Jakarta (ANTARA) - Facebook pada Jumat (29/3), mengatakan sedang memperketat aturan layanan video streaming setelah platform media sosial populer itu digunakan secara live oleh pelaku serangan di Christchurch, Selandia Baru.

"Banyak orang mempertanyakan bagaimana platform online seperti Facebook digunakan untuk mengedarkan video mengerikan tentang serangan itu," kata chief operating officer Sheryl Sandberg, dilansir AFP.
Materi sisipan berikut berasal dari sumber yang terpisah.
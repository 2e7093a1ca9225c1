use std::path::PathBuf;

use anyhow::Context as _;
use clap::{Parser, ValueEnum};
use tracing_subscriber::EnvFilter;
use volume_gif::{ConvertOptions, Interpolation, RenderConfig, SliceAxis, SortBy, ValueRange};

/// Render a NIfTI or DICOM volume, with an optional segmentation mask, as a looping GIF.
#[derive(Parser, Debug)]
#[command(name = "volume-gif", version)]
struct Cli {
    /// NIfTI image, or a directory of DICOM files.
    image: PathBuf,

    /// NIfTI segmentation mask (or DICOM directory) aligned with the image.
    #[arg(long)]
    mask: Option<PathBuf>,

    /// Output GIF path.
    #[arg(short, long, default_value = "output.gif")]
    output: PathBuf,

    /// Frame duration in milliseconds.
    #[arg(long, default_value_t = 80)]
    duration: u32,

    /// Do not highlight class boundaries.
    #[arg(long = "no-edges", alias = "no_edges")]
    no_edges: bool,

    /// Figure size; the canvas is `figsize * dpi` pixels square.
    #[arg(long, default_value_t = 4)]
    figsize: u32,

    /// Pixels per figure-size unit.
    #[arg(long, default_value_t = volume_gif::config::DEFAULT_DPI)]
    dpi: u32,

    /// Color map for intensities (gray, bone, hot, jet, viridis, ...; `_r` reverses).
    #[arg(long, default_value = "bone")]
    cmap: String,

    /// Opacity of the label overlay, in (0, 1].
    #[arg(long, default_value_t = 0.3)]
    alpha: f32,

    /// Axis code the raw voxel axes are reoriented with.
    #[arg(long, default_value = "LPI")]
    orientation: String,

    /// Number of counter-clockwise quarter turns applied to every slice.
    #[arg(long = "n-rot90", alias = "n_rot90", default_value_t = 1, allow_negative_numbers = true)]
    n_rot90: i32,

    /// Plane the animation steps through.
    #[arg(long, value_enum, default_value_t = AxisChoice::Axial)]
    axis: AxisChoice,

    /// Lower bound of the intensity window (requires --vmax).
    #[arg(long, requires = "vmax", allow_negative_numbers = true)]
    vmin: Option<f32>,

    /// Upper bound of the intensity window (requires --vmin).
    #[arg(long, requires = "vmin", allow_negative_numbers = true)]
    vmax: Option<f32>,

    /// Resampling used to scale slices onto the canvas.
    #[arg(long, value_enum, default_value_t = InterpolationChoice::Nearest)]
    interpolation: InterpolationChoice,

    /// Slice ordering for DICOM directories.
    #[arg(long = "sort-by", value_enum, default_value_t = SortChoice::Position)]
    sort_by: SortChoice,
}

#[derive(Clone, Copy, Debug, ValueEnum)]
enum AxisChoice {
    Axial,
    Coronal,
    Sagittal,
}

#[derive(Clone, Copy, Debug, ValueEnum)]
enum InterpolationChoice {
    Nearest,
    Bilinear,
}

#[derive(Clone, Copy, Debug, ValueEnum)]
enum SortChoice {
    Position,
    Table,
    Instance,
    None,
}

impl Cli {
    fn into_options(self) -> anyhow::Result<ConvertOptions> {
        let value_range = match (self.vmin, self.vmax) {
            (Some(min), Some(max)) => Some(ValueRange::new(min, max)?),
            _ => None,
        };

        Ok(ConvertOptions {
            image: self.image,
            mask: self.mask,
            output: self.output,
            duration: self.duration,
            orientation: self.orientation,
            n_rot90: self.n_rot90,
            sort_by: match self.sort_by {
                SortChoice::Position => SortBy::ImagePositionPatient,
                SortChoice::Table => SortBy::TablePosition,
                SortChoice::Instance => SortBy::InstanceNumber,
                SortChoice::None => SortBy::None,
            },
            render: RenderConfig {
                cmap: self.cmap,
                alpha: self.alpha,
                highlight_edges: !self.no_edges,
                figsize: self.figsize,
                dpi: self.dpi,
                interpolation: match self.interpolation {
                    InterpolationChoice::Nearest => Interpolation::Nearest,
                    InterpolationChoice::Bilinear => Interpolation::Bilinear,
                },
                axis: match self.axis {
                    AxisChoice::Axial => SliceAxis::Axial,
                    AxisChoice::Coronal => SliceAxis::Coronal,
                    AxisChoice::Sagittal => SliceAxis::Sagittal,
                },
                value_range,
            },
        })
    }
}

fn main() -> anyhow::Result<()> {
    tracing_subscriber::fmt()
        .with_env_filter(
            EnvFilter::try_from_default_env().unwrap_or_else(|_| EnvFilter::new("info")),
        )
        .with_writer(std::io::stderr)
        .init();

    let options = Cli::parse().into_options()?;
    let report = volume_gif::convert(&options)
        .with_context(|| format!("convert '{}'", options.image.display()))?;

    eprintln!(
        "wrote {} ({} frames, {}x{})",
        options.output.display(),
        report.frames,
        report.canvas_size,
        report.canvas_size
    );
    Ok(())
}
"Setelah serangan teroris, kami mengambil tiga langkah: memperkuat aturan untuk menggunakan Facebook Live, mengambil langkah lebih lanjut untuk mengatasi unggahan kebencian dalam platform kami, dan mendukung komunitas Selandia Baru," tambahnya.

Facebook juga mencari cara agar orang-orang yang pernah melanggar standar komunitas jejaring sosial layanan streaming, tidak bisa lagi menggunakan layanan itu, kata Sandberg.

Jejaring sosial itu juga berinvestasi dalam meningkatkan kemampuan perangkat lunaknya agar mampu mengidentifikasi dan mencegah masuknya video maupun gambar yang mengandung unsur kekerasan.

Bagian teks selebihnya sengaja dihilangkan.